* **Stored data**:
____________________

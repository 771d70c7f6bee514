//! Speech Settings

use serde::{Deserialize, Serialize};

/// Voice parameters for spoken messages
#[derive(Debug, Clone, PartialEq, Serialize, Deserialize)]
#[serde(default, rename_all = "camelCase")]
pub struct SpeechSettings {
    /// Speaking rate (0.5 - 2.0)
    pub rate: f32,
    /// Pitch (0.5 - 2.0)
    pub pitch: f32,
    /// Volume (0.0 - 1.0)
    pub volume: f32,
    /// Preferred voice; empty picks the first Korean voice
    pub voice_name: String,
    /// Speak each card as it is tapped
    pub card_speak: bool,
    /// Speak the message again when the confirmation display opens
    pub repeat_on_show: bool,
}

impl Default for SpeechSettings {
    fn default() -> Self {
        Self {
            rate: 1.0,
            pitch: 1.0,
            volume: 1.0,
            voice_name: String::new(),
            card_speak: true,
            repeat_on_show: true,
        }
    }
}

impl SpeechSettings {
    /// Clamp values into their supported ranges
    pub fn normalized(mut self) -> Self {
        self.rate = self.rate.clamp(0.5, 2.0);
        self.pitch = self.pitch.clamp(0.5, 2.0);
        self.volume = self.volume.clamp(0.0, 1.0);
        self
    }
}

____________________

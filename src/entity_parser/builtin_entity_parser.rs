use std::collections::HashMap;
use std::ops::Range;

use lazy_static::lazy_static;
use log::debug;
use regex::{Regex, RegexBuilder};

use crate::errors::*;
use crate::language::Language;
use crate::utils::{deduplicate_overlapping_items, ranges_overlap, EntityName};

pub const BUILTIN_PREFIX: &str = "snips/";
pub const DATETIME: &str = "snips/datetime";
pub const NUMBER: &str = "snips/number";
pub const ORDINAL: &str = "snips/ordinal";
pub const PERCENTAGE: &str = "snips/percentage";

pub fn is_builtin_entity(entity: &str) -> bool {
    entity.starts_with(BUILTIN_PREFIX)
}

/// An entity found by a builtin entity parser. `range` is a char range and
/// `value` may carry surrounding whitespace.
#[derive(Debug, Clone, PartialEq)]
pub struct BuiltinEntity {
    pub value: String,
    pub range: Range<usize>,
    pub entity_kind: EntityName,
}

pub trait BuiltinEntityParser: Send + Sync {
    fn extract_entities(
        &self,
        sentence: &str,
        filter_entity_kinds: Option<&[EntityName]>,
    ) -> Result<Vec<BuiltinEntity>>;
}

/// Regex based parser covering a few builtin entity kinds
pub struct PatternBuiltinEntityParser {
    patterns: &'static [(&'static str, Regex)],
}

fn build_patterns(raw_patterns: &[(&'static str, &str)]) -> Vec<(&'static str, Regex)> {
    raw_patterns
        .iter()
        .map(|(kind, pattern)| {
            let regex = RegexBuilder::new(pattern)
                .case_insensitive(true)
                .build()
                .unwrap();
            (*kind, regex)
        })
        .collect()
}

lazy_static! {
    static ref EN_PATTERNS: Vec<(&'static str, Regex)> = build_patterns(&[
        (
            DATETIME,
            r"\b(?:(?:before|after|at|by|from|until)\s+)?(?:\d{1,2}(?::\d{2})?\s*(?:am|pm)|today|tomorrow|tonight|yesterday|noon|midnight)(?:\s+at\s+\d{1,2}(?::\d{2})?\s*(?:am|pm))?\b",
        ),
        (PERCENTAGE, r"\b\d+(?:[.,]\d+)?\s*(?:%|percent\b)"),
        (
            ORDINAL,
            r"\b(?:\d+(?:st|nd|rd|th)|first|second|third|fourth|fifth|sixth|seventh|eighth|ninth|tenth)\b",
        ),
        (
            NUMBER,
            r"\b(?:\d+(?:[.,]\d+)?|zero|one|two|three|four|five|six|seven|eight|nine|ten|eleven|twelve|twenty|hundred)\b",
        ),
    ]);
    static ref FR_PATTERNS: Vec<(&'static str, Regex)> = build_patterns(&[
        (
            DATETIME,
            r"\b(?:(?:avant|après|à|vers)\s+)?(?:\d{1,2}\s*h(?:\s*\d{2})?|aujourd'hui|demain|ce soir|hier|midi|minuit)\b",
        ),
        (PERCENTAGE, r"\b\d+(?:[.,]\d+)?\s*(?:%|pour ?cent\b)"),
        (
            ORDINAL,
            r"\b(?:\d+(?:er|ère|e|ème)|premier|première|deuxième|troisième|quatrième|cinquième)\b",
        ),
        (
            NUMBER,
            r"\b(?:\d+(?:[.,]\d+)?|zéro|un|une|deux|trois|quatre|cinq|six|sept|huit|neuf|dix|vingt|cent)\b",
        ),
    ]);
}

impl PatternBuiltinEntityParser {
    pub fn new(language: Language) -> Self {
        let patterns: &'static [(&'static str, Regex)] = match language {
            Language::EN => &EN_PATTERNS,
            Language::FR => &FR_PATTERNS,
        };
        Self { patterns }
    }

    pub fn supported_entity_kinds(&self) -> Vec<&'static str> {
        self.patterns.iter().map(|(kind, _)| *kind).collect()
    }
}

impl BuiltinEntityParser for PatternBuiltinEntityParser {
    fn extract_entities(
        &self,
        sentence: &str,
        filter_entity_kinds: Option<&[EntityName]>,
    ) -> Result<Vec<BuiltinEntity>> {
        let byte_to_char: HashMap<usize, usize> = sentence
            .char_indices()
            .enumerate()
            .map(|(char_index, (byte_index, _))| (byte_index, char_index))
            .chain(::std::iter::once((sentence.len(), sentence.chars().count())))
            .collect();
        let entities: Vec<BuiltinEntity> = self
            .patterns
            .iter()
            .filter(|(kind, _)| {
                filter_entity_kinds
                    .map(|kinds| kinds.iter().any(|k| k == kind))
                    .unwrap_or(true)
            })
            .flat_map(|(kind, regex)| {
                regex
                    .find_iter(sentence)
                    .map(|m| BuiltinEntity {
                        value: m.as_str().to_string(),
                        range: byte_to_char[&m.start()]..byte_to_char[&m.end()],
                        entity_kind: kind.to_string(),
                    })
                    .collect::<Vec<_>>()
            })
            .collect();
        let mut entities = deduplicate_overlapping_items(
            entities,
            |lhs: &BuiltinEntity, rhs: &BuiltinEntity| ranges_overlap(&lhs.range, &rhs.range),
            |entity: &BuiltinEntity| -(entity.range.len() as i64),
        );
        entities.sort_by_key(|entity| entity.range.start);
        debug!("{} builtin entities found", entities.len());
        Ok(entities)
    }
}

____________________

A single figure is expected: the count of lines in the data above that include the word "Deserialize".

* **FINISHED TASK**: 2